Selon une vaste étude menée sur 6 611 941 années-personnes chez des américains adultes, il semble exister un lien entre la consommation de poisson cru ou de thon et le risque de mélanome. Eunyoung Cho et coll. (Providence, Etats-Unis) qui ont publié dans la revue Cancer Causes and Control affirment que les biocontaminants contenus dans les poissons – et en particulier le mercure - en sont probablement la cause. Alors que la consommation de poisson est particulièrement encouragée en raison de son apport protéique, vitaminique (vitamine B6) et lipidique (faible en cholestérol et riche en omégas 3, les recommandations vont-elles être modifiées ? Pas sûr, car même les auteurs de ce travail lui reconnaissent des limites importantes qui pourraient avoir influé sur le résultat.

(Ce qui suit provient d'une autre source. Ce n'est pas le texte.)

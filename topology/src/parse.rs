//! Line-oriented configuration parsing.
//!
//! One [`Loader`] threads the whole accumulation state (topology builder,
//! option registry, ignore set) through a file and its `include`s; there is
//! no global state. Directives are applied in file order, with included
//! files interleaved at the point of the `include` directive. Validation
//! that needs the whole picture (cycles, master uniqueness, undefined
//! members) happens once in [`Loader::finish`].

use std::path::{Path, PathBuf};

use crate::error::{ConfigError, RangeError};
use crate::graph::{NodeAttrs, Origin, Topology, TopologyBuilder};
use crate::ignore::IgnoreSet;
use crate::options::Options;
use crate::range::RangePattern;

const MAX_INCLUDE_DEPTH: usize = 16;

/// A fully loaded and validated configuration.
#[derive(Debug)]
pub struct Config {
    pub topology: Topology,
    pub options: Options,
    pub ignores: IgnoreSet,
}

impl Config {
    /// Load and validate a configuration file, following `include`s.
    pub fn load(path: &Path) -> Result<Self, ConfigError> {
        Loader::load(path)
    }
}

/// Accumulates directives across a file and its includes, then validates
/// everything in one finalize step so forward references stay legal.
#[derive(Debug, Default)]
pub struct Loader {
    builder: TopologyBuilder,
    options: Options,
    ignores: IgnoreSet,
}

impl Loader {
    pub fn new() -> Self {
        Self::default()
    }

    /// Load and validate a configuration file.
    pub fn load(path: &Path) -> Result<Config, ConfigError> {
        let mut loader = Self::new();
        loader.parse_file(path, 0)?;
        loader.finish()
    }

    /// Parse configuration text that did not come from a file; `origin` is
    /// the name used in error messages. `include` paths are resolved
    /// relative to the current directory.
    pub fn parse_str(&mut self, origin: &str, text: &str) -> Result<(), ConfigError> {
        self.parse_text(Path::new(origin), None, text, 0)
    }

    /// Finalize: cycle detection, role resolution and the rest of the
    /// whole-topology checks. Consumes the loader.
    pub fn finish(self) -> Result<Config, ConfigError> {
        let topology = self.builder.finalize()?;
        Ok(Config {
            topology,
            options: self.options,
            ignores: self.ignores,
        })
    }

    fn parse_file(&mut self, path: &Path, depth: usize) -> Result<(), ConfigError> {
        tracing::debug!(path = %path.display(), "reading configuration");
        let text = std::fs::read_to_string(path).map_err(|source| ConfigError::Io {
            path: path.to_path_buf(),
            source,
        })?;
        self.parse_text(path, path.parent(), &text, depth)
    }

    fn parse_text(
        &mut self,
        path: &Path,
        base: Option<&Path>,
        text: &str,
        depth: usize,
    ) -> Result<(), ConfigError> {
        for (idx, raw) in text.lines().enumerate() {
            let line = raw.trim();
            if line.is_empty() || line.starts_with('#') {
                continue;
            }
            let origin = Origin::new(path, idx + 1);
            self.parse_line(&origin, base, line, depth)?;
        }
        Ok(())
    }

    fn parse_line(
        &mut self,
        origin: &Origin,
        base: Option<&Path>,
        line: &str,
        depth: usize,
    ) -> Result<(), ConfigError> {
        let (keyword, rest) = match line.split_once(char::is_whitespace) {
            Some((keyword, rest)) => (keyword, rest.trim()),
            None => (line, ""),
        };
        let syntax = || ConfigError::Syntax {
            path: origin.path.clone(),
            line: origin.line,
            text: line.to_string(),
        };
        match keyword {
            "master" => {
                let mut args = rest.split_whitespace();
                let addr = args.next().ok_or_else(syntax)?;
                if args.next().is_some() {
                    return Err(syntax());
                }
                self.builder.set_master(origin, addr)?;
            }
            "slave" => {
                if rest.is_empty() {
                    return Err(syntax());
                }
                for token in rest.split_whitespace() {
                    for name in expand_names(origin, token)? {
                        self.builder.add_slave(&name);
                    }
                }
            }
            "group" => {
                let mut args = rest.split_whitespace();
                let name = args.next().ok_or_else(syntax)?;
                if name.contains('[') || name.contains(']') {
                    return Err(syntax());
                }
                let mut members = Vec::new();
                for token in args {
                    members.extend(expand_names(origin, token)?);
                }
                if members.is_empty() {
                    return Err(syntax());
                }
                self.builder.declare_group(origin, name, members)?;
            }
            "node" => self.parse_node(origin, rest, &syntax)?,
            "ignore_node" => {
                if rest.is_empty() {
                    return Err(syntax());
                }
                for token in rest.split_whitespace() {
                    for name in expand_names(origin, token)? {
                        self.ignores.add_node(name);
                    }
                }
            }
            "ignore_group" => {
                if rest.is_empty() {
                    return Err(syntax());
                }
                for token in rest.split_whitespace() {
                    self.ignores.add_group(token);
                }
            }
            "ignore" => {
                if rest.is_empty() {
                    return Err(syntax());
                }
                for token in rest.split_whitespace() {
                    self.ignores.add_pattern(origin, token)?;
                }
            }
            "include" => {
                if depth >= MAX_INCLUDE_DEPTH {
                    return Err(ConfigError::IncludeDepth {
                        path: origin.path.clone(),
                        line: origin.line,
                    });
                }
                let mut args = rest.split_whitespace();
                let name = args.next().ok_or_else(syntax)?;
                if args.next().is_some() {
                    return Err(syntax());
                }
                let target = match base {
                    Some(base) => base.join(name),
                    None => PathBuf::from(name),
                };
                tracing::debug!(from = %origin.path.display(), to = %target.display(), "include");
                self.parse_file(&target, depth + 1)?;
            }
            _ => {
                // scalar option, or an unrecognized directive
                if rest.is_empty() || !self.options.set(origin, keyword, rest)? {
                    return Err(syntax());
                }
            }
        }
        Ok(())
    }

    fn parse_node(
        &mut self,
        origin: &Origin,
        rest: &str,
        syntax: &dyn Fn() -> ConfigError,
    ) -> Result<(), ConfigError> {
        let mut tokens = rest.split_whitespace();
        let name_token = tokens.next().ok_or_else(syntax)?;
        let mut groups = Vec::new();
        let mut attrs = NodeAttrs::default();
        let mut addr_template: Option<String> = None;
        for token in tokens {
            if let Some((key, value)) = token.split_once(':') {
                if value.is_empty() {
                    return Err(syntax());
                }
                match key {
                    "ipaddress" => addr_template = Some(value.to_string()),
                    "hostname" => attrs.hostname = Some(value.to_string()),
                    "hostid" => attrs.host_id = Some(PathBuf::from(value)),
                    "rsync" => {
                        attrs.rsync = match value {
                            "yes" => true,
                            "no" => false,
                            _ => return Err(syntax()),
                        }
                    }
                    _ => return Err(syntax()),
                }
            } else {
                groups.push(token.to_string());
            }
        }
        match range_of(origin, name_token)? {
            None => {
                match addr_template.as_deref().map(|t| range_of(origin, t)).transpose()? {
                    Some(Some(tp)) if tp.is_single() => attrs.address = tp.expand().next(),
                    // a low-high range in the address makes no sense for a
                    // single node
                    Some(Some(_)) => return Err(syntax()),
                    _ => attrs.address = addr_template,
                }
                self.builder.declare_node(origin, name_token, groups, attrs)?;
            }
            Some(pattern) => {
                let names: Vec<String> = pattern.expand().collect();
                let addrs: Option<Vec<String>> = match &addr_template {
                    None => None,
                    Some(template) => match range_of(origin, template)? {
                        Some(tp) if tp.is_single() => Some(tp.expand_from(names.len()).collect()),
                        // a full low-high range or a fixed address cannot
                        // pair with the name expansion
                        Some(_) => {
                            return Err(ConfigError::Range {
                                path: origin.path.clone(),
                                line: origin.line,
                                source: RangeError::Malformed {
                                    token: format!("ipaddress:{template}"),
                                },
                            });
                        }
                        None => return Err(syntax()),
                    },
                };
                for (i, name) in names.iter().enumerate() {
                    let mut attrs = attrs.clone();
                    attrs.address = addrs.as_ref().map(|a| a[i].clone());
                    self.builder
                        .declare_node(origin, name, groups.clone(), attrs)?;
                }
            }
        }
        Ok(())
    }
}

fn range_of(origin: &Origin, token: &str) -> Result<Option<RangePattern>, ConfigError> {
    RangePattern::parse(token).map_err(|source| ConfigError::Range {
        path: origin.path.clone(),
        line: origin.line,
        source,
    })
}

fn expand_names(origin: &Origin, token: &str) -> Result<Vec<String>, ConfigError> {
    Ok(match range_of(origin, token)? {
        Some(pattern) => pattern.expand().collect(),
        None => vec![token.to_string()],
    })
}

Au cours de ces près de 7 millions d'années-personnes de suivi - et avec une médiane de suivi 15,5 ans - 5 034 cas de mélanome malin et 3 284 cas de mélanome in situ ont été identifiés. Les 491 367 adultes participants étaient âgés de 62 ans en moyenne. Ils étaient recrutés sur tout le territoire des États-Unis dans le cadre de l'étude NIH-AARP Diet and Health Study du National Cancer Institute entre 1995 et 1996. Ils ont indiqué à quelle fréquence ils avaient mangé du poisson frit, du poisson non frit (cru) et du thon au cours de l'année précédant l'inclusion, ainsi que la taille de leurs portions.